2026年度シラバス

科目コード
4430030
科目名
環境と社会
担当教員
尾上 伸一
単位数
2
担当形態
単独
教員の免許状取得のための
選択科目
実務内容

教職に関する科目
教科及び教科の指導法に関する科目(中学校 社会、高等学校 公民)
施行規則に定める 科目区分又は事項等
教科に関する専門的事項 ・「社会学、経済学」 ・「社会学、経済学(国際経済を含む。)」
学位授与の方針と関係
DP2.共生社会創造のために、教育、福祉、環境、国際関係、スポーツ身体表現、等の専門的知見を得ることができる(専門知) DP4.個人や社会にとって必要な課題の解決のため、自律的な課題探究能力を身につけ実践することができる(実践力)
授業のテーマ及び到達目標
環境白書・循環型社会白書・生物多様性白書(令和7年度版)から地球規模の環境問題とその対応策の現状をつかむことを導入とする。そこから科目担当講師の実務教員としての経歴の中で、「時代時代の環境課題に対応する学校現場・各地域・各主体の実践」をテーマに講義を組み立てていき、教育実践から「次代の担い手となる子どもたちに社会で生きていくための知識・技能と意欲付けをいかにして図ってきたか、また今後図っていくのか」を伝え、「ここまでに私自身の環境教育実践を支え、方向付けをしてくれた各地域や各主体の実践を積極的に紹介する」ことにより、環境問題を自らの問題として捉えられるようにする。
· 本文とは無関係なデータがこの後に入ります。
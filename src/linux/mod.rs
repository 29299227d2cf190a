//! Linux specific plumbing: the raw socket, kernel packet filter,
//! configuration pipe, privilege drop and the epoll dispatch loop.

pub mod dev;
pub mod fifo;
pub mod filter;
pub mod libc;
pub mod server;
pub mod user;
そこから危機感に基づいた環境意識によらなくとも、多様な動機付けの場面を提示し共に考えていくことで、問題解決に向けた行動をとる意欲と道筋を考えられる力が修得されるようにしていく。
授業の概要
本授業は、「環境について考えることは社会について考えること」そこから「環境教育は次世代の社会を創る人材育成に直結する」という立場をとり、「環境問題の経験」と「問題解決に向けての営み」の最新の情報は現場が体得しているとの姿勢を一貫させていく。本授業の展開は、主に1990年以降の時代時代の環境課題を環境白書から理解し、課題解決を図った学校・地域を核とした環境教育実践とそれを支える各地域・主体との関りを具体事例をもとに学ぶことにより、豊かな地球環境を次の世代に引き継いでいくために問題解決(SDGs実現)に向けた具体的な行動への促しとなることをねらいとする。
授業計画
授業計画
第1回
第1回:「環境と社会」環境白書から現状の把握 何を学ぶのか ゴールを共有
第2回
第2回:環境白書の理解 公害白書からの変遷を知る 20世紀末からの環境課題
第3回
第3回:環境白書の理解 環境白書(令和7年度版) 現在の環境課題
第4回
第4回:大道小学校での実践① 自然とのふれあいのための施設・野生生物保護 (h4)生物多様性の確保 シンポジウムの開催等 による普及啓発活動(h7)
第5回
第5回:大道小学校での実践② 市民活動への参画 パートナーシップがつくる持続可能な未来(h8)
第6回
第6回:下永谷小学校での実践① 学校教育及び多様な場における環境教育(h14) 校庭自然体験博物館 環境で育む心、心が守 る環境(h16)
第7回
第7回:下永谷小学校での実践② 環境パートナーシップの構築 社会に広がる環境の国づくり 家庭から学校から市民団体から(h 17)
第8回
第8回:教育行政での実践 持続可能な社会の構築に向けて 横浜市環境教育推進カリキュラムの策定 国連持続可能な開発のための 教育(ESD)の10年 (h19)
第9回
第9回:飯島小学校での校長としての実践① 里地里山の教育環境(h28) 子どもたちの力で校庭を里山に
第10回
第10回:飯島小学校での校長としての実践② SDGs達成を目指す教育プログラム(h29)学校でできること・学校だからできること
第11回
第11回:持続可能な地域と暮らしの実現 横浜市内で展開してきた 地域循環共生圏づくり
第12回
第12回:持続可能な地域と暮らしの実現 地域循環共生圏の3原則の具体 「地域の主体性」「地域内外との協働」「環境・社会・経済課題の同時解決」
第13回
第13回:地域循環共生圏(ローカルSDGs)の構想策定① ワークショップを通して 情報収集~コンセプト策定
第14回
第14回:地域循環共生圏(ローカルSDGs)の構想策定? ワークショップを通して 事業のストーリ―~目標の設定
第15回
第15回:学修のまとめ レポートの構成 スクーリング学修の成果を生かした考察 今後の学修の進め方レクチャー
テキスト①
環境白書・循環型社会白書・生物多様性白書 令和7年度版)環境省
テキスト②
環境白書・循環型社会白書・生物多様性白書 令和7年度 概要版)環境省
参考書・参考資料等
・環境と社会 (放送大学教材) 植田和弘・大塚直 (2015) 1847538-1-1511
・環境の社会学 (有斐閣アニマ) 関礼子・中澤秀雄・丸山康司・田中求 (2009)   978‐4‐641‐12385‐4
学生に対する評価
スクーリング評価(30%)、レポート評価(35%)、科目修得試験(35%)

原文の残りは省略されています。